• **Data extracts**:

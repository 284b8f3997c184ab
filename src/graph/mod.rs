//! Dependency graph construction, cycle detection, and layered scheduling.
//!
//! Nodes are `(Kind, Name)` identities, never object handles; edges point
//! from dependent to dependency and traversal goes through a flat map, so
//! the in-memory structure stays acyclic regardless of input validity and
//! cycle detection is a pure string-level algorithm.
//!
//! Dependencies that exist only in persisted state join the graph as
//! external leaf nodes: they are ordered but never executed.

use crate::core::TomeiError;
use crate::resource::{Resource, ResourceId};
use crate::state::State;
use petgraph::Direction;
use petgraph::graph::{DiGraph, NodeIndex};
use std::collections::{HashMap, HashSet};

/// Color states for cycle detection using DFS.
#[derive(Debug, Clone, Copy, PartialEq, Eq)]
enum Color {
    /// Not yet visited.
    White,
    /// In the current DFS stack.
    Gray,
    /// Fully visited.
    Black,
}

#[derive(Debug)]
pub struct DependencyGraph {
    graph: DiGraph<ResourceId, ()>,
    node_map: HashMap<ResourceId, NodeIndex>,
    external: HashSet<ResourceId>,
}

impl DependencyGraph {
    /// Builds the graph over the declared resources, resolving references
    /// against the declaration set first and persisted state second. A
    /// reference satisfied by neither is a missing-ref error.
    pub fn build(resources: &[Resource], state: &State) -> Result<Self, TomeiError> {
        let mut builder = Self {
            graph: DiGraph::new(),
            node_map: HashMap::new(),
            external: HashSet::new(),
        };

        let declared: HashSet<ResourceId> = resources.iter().map(Resource::id).collect();
        for resource in resources {
            builder.ensure_node(resource.id());
        }

        for resource in resources {
            let from = resource.id();
            for dep in resource.dependencies() {
                if !declared.contains(&dep) {
                    if !state.contains(&dep) {
                        return Err(TomeiError::MissingReference {
                            resource: from.qualified(),
                            reference: dep.qualified(),
                        });
                    }
                    builder.external.insert(dep.clone());
                }
                builder.add_edge(from.clone(), dep);
            }
        }

        Ok(builder)
    }

    fn ensure_node(&mut self, id: ResourceId) -> NodeIndex {
        if let Some(&index) = self.node_map.get(&id) {
            index
        } else {
            let index = self.graph.add_node(id.clone());
            self.node_map.insert(id, index);
            index
        }
    }

    fn add_edge(&mut self, from: ResourceId, to: ResourceId) {
        let from_idx = self.ensure_node(from);
        let to_idx = self.ensure_node(to);
        if !self.graph.contains_edge(from_idx, to_idx) {
            self.graph.add_edge(from_idx, to_idx, ());
        }
    }

    /// Whether a node is present only in persisted state.
    pub fn is_external(&self, id: &ResourceId) -> bool {
        self.external.contains(id)
    }

    pub fn node_count(&self) -> usize {
        self.graph.node_count()
    }

    /// Direct dependencies of a node.
    pub fn dependencies(&self, id: &ResourceId) -> Vec<ResourceId> {
        self.node_map.get(id).map_or_else(Vec::new, |&idx| {
            self.graph
                .neighbors_directed(idx, Direction::Outgoing)
                .map(|n| self.graph[n].clone())
                .collect()
        })
    }

    /// Nodes that depend on `id`, directly or transitively.
    pub fn transitive_dependents(&self, id: &ResourceId) -> HashSet<ResourceId> {
        let mut dependents = HashSet::new();
        let Some(&start) = self.node_map.get(id) else {
            return dependents;
        };
        let mut queue = vec![start];
        while let Some(current) = queue.pop() {
            for neighbor in self.graph.neighbors_directed(current, Direction::Incoming) {
                if dependents.insert(self.graph[neighbor].clone()) {
                    queue.push(neighbor);
                }
            }
        }
        dependents
    }

    /// Detects cycles with a three-colour DFS; the error carries the full
    /// cycle path.
    pub fn detect_cycles(&self) -> Result<(), TomeiError> {
        let mut colors: HashMap<NodeIndex, Color> = HashMap::new();
        let mut path: Vec<ResourceId> = Vec::new();

        for node in self.graph.node_indices() {
            colors.insert(node, Color::White);
        }

        for node in self.graph.node_indices() {
            if matches!(colors.get(&node), Some(Color::White))
                && let Some(cycle) = self.dfs_visit(node, &mut colors, &mut path)
            {
                let cycle_str =
                    cycle.iter().map(ResourceId::qualified).collect::<Vec<_>>().join(" → ");
                return Err(TomeiError::DependencyCycle { path: cycle_str });
            }
        }

        Ok(())
    }

    fn dfs_visit(
        &self,
        node: NodeIndex,
        colors: &mut HashMap<NodeIndex, Color>,
        path: &mut Vec<ResourceId>,
    ) -> Option<Vec<ResourceId>> {
        colors.insert(node, Color::Gray);
        path.push(self.graph[node].clone());

        for neighbor in self.graph.neighbors(node) {
            match colors.get(&neighbor) {
                Some(Color::Gray) => {
                    // Back-edge: close the cycle from its first appearance.
                    let cycle_start =
                        path.iter().position(|n| *n == self.graph[neighbor]).unwrap_or(0);
                    let mut cycle = path[cycle_start..].to_vec();
                    cycle.push(self.graph[neighbor].clone());
                    return Some(cycle);
                }
                Some(Color::White) => {
                    if let Some(cycle) = self.dfs_visit(neighbor, colors, path) {
                        return Some(cycle);
                    }
                }
                _ => {}
            }
        }

        path.pop();
        colors.insert(node, Color::Black);
        None
    }

    /// Kahn's algorithm over the dependency direction: layer `k` holds the
    /// nodes whose dependencies all sit in layers `< k`. Within a layer,
    /// nodes sort by kind priority then name, which makes execution order
    /// and failure reports deterministic.
    ///
    /// Fails with the cycle path if the graph is not a DAG.
    pub fn layers(&self) -> Result<Vec<Vec<ResourceId>>, TomeiError> {
        self.detect_cycles()?;

        let mut remaining: HashMap<NodeIndex, usize> = self
            .graph
            .node_indices()
            .map(|idx| (idx, self.graph.neighbors_directed(idx, Direction::Outgoing).count()))
            .collect();

        let mut layers = Vec::new();
        let mut placed = 0usize;
        while placed < self.graph.node_count() {
            let mut layer: Vec<NodeIndex> = remaining
                .iter()
                .filter_map(|(&idx, &count)| (count == 0).then_some(idx))
                .collect();
            // Cycles were ruled out above, so progress is guaranteed.
            debug_assert!(!layer.is_empty());

            layer.sort_by(|&a, &b| {
                let (na, nb) = (&self.graph[a], &self.graph[b]);
                (na.kind.priority(), &na.name).cmp(&(nb.kind.priority(), &nb.name))
            });

            for &idx in &layer {
                remaining.remove(&idx);
                for dependent in self.graph.neighbors_directed(idx, Direction::Incoming) {
                    if let Some(count) = remaining.get_mut(&dependent) {
                        *count -= 1;
                    }
                }
            }

            placed += layer.len();
            layers.push(layer.into_iter().map(|idx| self.graph[idx].clone()).collect());
        }

        Ok(layers)
    }
}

• **Task instructions**: Reply with nothing but the number of lines in the data that include the word "never".

• **Response to this exercise**: 2